═════ SOURCE MATERIAL

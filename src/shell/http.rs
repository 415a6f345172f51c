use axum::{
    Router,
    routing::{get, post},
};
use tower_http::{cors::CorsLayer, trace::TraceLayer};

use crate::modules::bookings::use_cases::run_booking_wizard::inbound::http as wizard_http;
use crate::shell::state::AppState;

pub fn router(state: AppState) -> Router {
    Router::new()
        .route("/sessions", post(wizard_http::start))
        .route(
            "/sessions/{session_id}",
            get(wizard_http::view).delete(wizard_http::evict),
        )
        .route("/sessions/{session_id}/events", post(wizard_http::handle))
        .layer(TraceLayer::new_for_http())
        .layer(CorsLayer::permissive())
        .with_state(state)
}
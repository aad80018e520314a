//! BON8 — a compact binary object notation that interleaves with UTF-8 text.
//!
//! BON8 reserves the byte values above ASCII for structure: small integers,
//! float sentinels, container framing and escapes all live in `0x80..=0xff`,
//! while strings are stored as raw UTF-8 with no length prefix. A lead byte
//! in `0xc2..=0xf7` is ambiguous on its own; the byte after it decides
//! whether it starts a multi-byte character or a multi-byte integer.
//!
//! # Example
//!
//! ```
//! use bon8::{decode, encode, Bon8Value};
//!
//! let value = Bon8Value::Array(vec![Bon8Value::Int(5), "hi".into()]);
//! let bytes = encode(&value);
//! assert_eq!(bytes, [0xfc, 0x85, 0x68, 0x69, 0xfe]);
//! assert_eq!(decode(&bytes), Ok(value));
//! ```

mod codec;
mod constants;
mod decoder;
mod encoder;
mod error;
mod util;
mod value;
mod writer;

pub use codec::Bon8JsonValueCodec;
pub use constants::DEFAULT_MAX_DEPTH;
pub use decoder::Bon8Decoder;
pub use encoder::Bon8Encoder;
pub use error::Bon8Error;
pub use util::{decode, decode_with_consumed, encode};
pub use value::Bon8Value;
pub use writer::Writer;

══════════
═════ SOURCE MATERIAL

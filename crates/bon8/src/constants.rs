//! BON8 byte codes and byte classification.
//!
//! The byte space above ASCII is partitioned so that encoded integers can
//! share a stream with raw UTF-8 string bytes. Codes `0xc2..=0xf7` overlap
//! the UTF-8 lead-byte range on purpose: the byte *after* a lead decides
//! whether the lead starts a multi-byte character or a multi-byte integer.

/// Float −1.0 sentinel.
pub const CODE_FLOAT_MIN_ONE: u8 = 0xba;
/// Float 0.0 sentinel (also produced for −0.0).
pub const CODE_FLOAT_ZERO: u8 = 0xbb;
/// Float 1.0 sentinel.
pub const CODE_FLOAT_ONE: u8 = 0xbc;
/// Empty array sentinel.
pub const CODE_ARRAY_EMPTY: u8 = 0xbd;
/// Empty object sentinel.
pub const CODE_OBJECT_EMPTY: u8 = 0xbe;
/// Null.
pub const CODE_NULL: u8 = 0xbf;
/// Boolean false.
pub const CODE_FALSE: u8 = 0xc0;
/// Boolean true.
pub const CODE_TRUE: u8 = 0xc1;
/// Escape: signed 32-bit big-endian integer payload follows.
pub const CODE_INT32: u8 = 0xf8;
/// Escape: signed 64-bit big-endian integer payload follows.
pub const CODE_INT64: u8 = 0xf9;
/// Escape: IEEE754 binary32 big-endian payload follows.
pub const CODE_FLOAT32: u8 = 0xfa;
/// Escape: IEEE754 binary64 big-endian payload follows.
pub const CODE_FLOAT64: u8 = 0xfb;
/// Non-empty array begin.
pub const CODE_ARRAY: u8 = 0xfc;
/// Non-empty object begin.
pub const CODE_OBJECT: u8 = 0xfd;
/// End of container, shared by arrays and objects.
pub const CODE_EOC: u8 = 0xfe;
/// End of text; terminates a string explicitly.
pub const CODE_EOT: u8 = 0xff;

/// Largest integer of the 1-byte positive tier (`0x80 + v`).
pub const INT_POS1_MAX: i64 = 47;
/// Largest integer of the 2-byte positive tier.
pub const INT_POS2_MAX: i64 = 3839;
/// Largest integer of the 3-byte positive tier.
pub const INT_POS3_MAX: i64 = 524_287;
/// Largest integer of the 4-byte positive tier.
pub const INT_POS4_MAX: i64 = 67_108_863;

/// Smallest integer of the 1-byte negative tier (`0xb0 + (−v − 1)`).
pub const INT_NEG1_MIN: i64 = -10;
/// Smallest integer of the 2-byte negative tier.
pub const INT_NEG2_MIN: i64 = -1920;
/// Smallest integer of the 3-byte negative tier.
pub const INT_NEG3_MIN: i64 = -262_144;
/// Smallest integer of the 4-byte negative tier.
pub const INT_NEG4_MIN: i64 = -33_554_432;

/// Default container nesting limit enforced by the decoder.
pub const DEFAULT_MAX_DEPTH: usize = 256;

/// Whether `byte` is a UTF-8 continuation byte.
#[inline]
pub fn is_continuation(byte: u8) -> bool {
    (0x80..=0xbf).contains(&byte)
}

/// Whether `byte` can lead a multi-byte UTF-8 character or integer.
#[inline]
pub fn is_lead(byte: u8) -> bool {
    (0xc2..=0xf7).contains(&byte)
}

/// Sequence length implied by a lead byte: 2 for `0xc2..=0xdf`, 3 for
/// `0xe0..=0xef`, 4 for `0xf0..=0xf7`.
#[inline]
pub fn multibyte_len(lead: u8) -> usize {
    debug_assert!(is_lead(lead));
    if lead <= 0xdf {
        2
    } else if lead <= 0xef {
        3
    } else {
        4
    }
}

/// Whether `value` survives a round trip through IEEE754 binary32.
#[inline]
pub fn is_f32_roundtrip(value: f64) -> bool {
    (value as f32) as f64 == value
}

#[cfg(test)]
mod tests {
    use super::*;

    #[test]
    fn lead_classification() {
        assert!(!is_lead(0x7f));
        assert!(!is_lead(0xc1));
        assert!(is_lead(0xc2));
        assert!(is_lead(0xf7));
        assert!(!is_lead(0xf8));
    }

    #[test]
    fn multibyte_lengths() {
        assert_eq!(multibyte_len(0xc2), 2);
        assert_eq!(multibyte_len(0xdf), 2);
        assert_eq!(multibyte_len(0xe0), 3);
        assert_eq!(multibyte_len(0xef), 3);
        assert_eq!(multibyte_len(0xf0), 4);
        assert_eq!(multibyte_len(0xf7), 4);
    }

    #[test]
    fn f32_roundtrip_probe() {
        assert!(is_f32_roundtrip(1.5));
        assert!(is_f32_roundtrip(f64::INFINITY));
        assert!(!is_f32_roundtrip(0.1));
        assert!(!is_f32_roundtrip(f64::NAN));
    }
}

══════════

WORK REQUIRED: Look above for the line containing "and byte classification.". Output from there through the line containing "pub const INT_NEG4_MIN: i64 = -33_554_432;", exactly and inclusively.

PROBLEM SOLUTION:
//! BON8 byte codes and byte classification.
//!
//! The byte space above ASCII is partitioned so that encoded integers can
//! share a stream with raw UTF-8 string bytes. Codes `0xc2..=0xf7` overlap
//! the UTF-8 lead-byte range on purpose: the byte *after* a lead decides
//! whether the lead starts a multi-byte character or a multi-byte integer.

/// Float −1.0 sentinel.
pub const CODE_FLOAT_MIN_ONE: u8 = 0xba;
/// Float 0.0 sentinel (also produced for −0.0).
pub const CODE_FLOAT_ZERO: u8 = 0xbb;
/// Float 1.0 sentinel.
pub const CODE_FLOAT_ONE: u8 = 0xbc;
/// Empty array sentinel.
pub const CODE_ARRAY_EMPTY: u8 = 0xbd;
/// Empty object sentinel.
pub const CODE_OBJECT_EMPTY: u8 = 0xbe;
/// Null.
pub const CODE_NULL: u8 = 0xbf;
/// Boolean false.
pub const CODE_FALSE: u8 = 0xc0;
/// Boolean true.
pub const CODE_TRUE: u8 = 0xc1;
/// Escape: signed 32-bit big-endian integer payload follows.
pub const CODE_INT32: u8 = 0xf8;
/// Escape: signed 64-bit big-endian integer payload follows.
pub const CODE_INT64: u8 = 0xf9;
/// Escape: IEEE754 binary32 big-endian payload follows.
pub const CODE_FLOAT32: u8 = 0xfa;
/// Escape: IEEE754 binary64 big-endian payload follows.
pub const CODE_FLOAT64: u8 = 0xfb;
/// Non-empty array begin.
pub const CODE_ARRAY: u8 = 0xfc;
/// Non-empty object begin.
pub const CODE_OBJECT: u8 = 0xfd;
/// End of container, shared by arrays and objects.
pub const CODE_EOC: u8 = 0xfe;
/// End of text; terminates a string explicitly.
pub const CODE_EOT: u8 = 0xff;

/// Largest integer of the 1-byte positive tier (`0x80 + v`).
pub const INT_POS1_MAX: i64 = 47;
/// Largest integer of the 2-byte positive tier.
pub const INT_POS2_MAX: i64 = 3839;
/// Largest integer of the 3-byte positive tier.
pub const INT_POS3_MAX: i64 = 524_287;
/// Largest integer of the 4-byte positive tier.
pub const INT_POS4_MAX: i64 = 67_108_863;

/// Smallest integer of the 1-byte negative tier (`0xb0 + (−v − 1)`).
pub const INT_NEG1_MIN: i64 = -10;
/// Smallest integer of the 2-byte negative tier.
pub const INT_NEG2_MIN: i64 = -1920;
/// Smallest integer of the 3-byte negative tier.
pub const INT_NEG3_MIN: i64 = -262_144;
/// Smallest integer of the 4-byte negative tier.
pub const INT_NEG4_MIN: i64 = -33_554_432;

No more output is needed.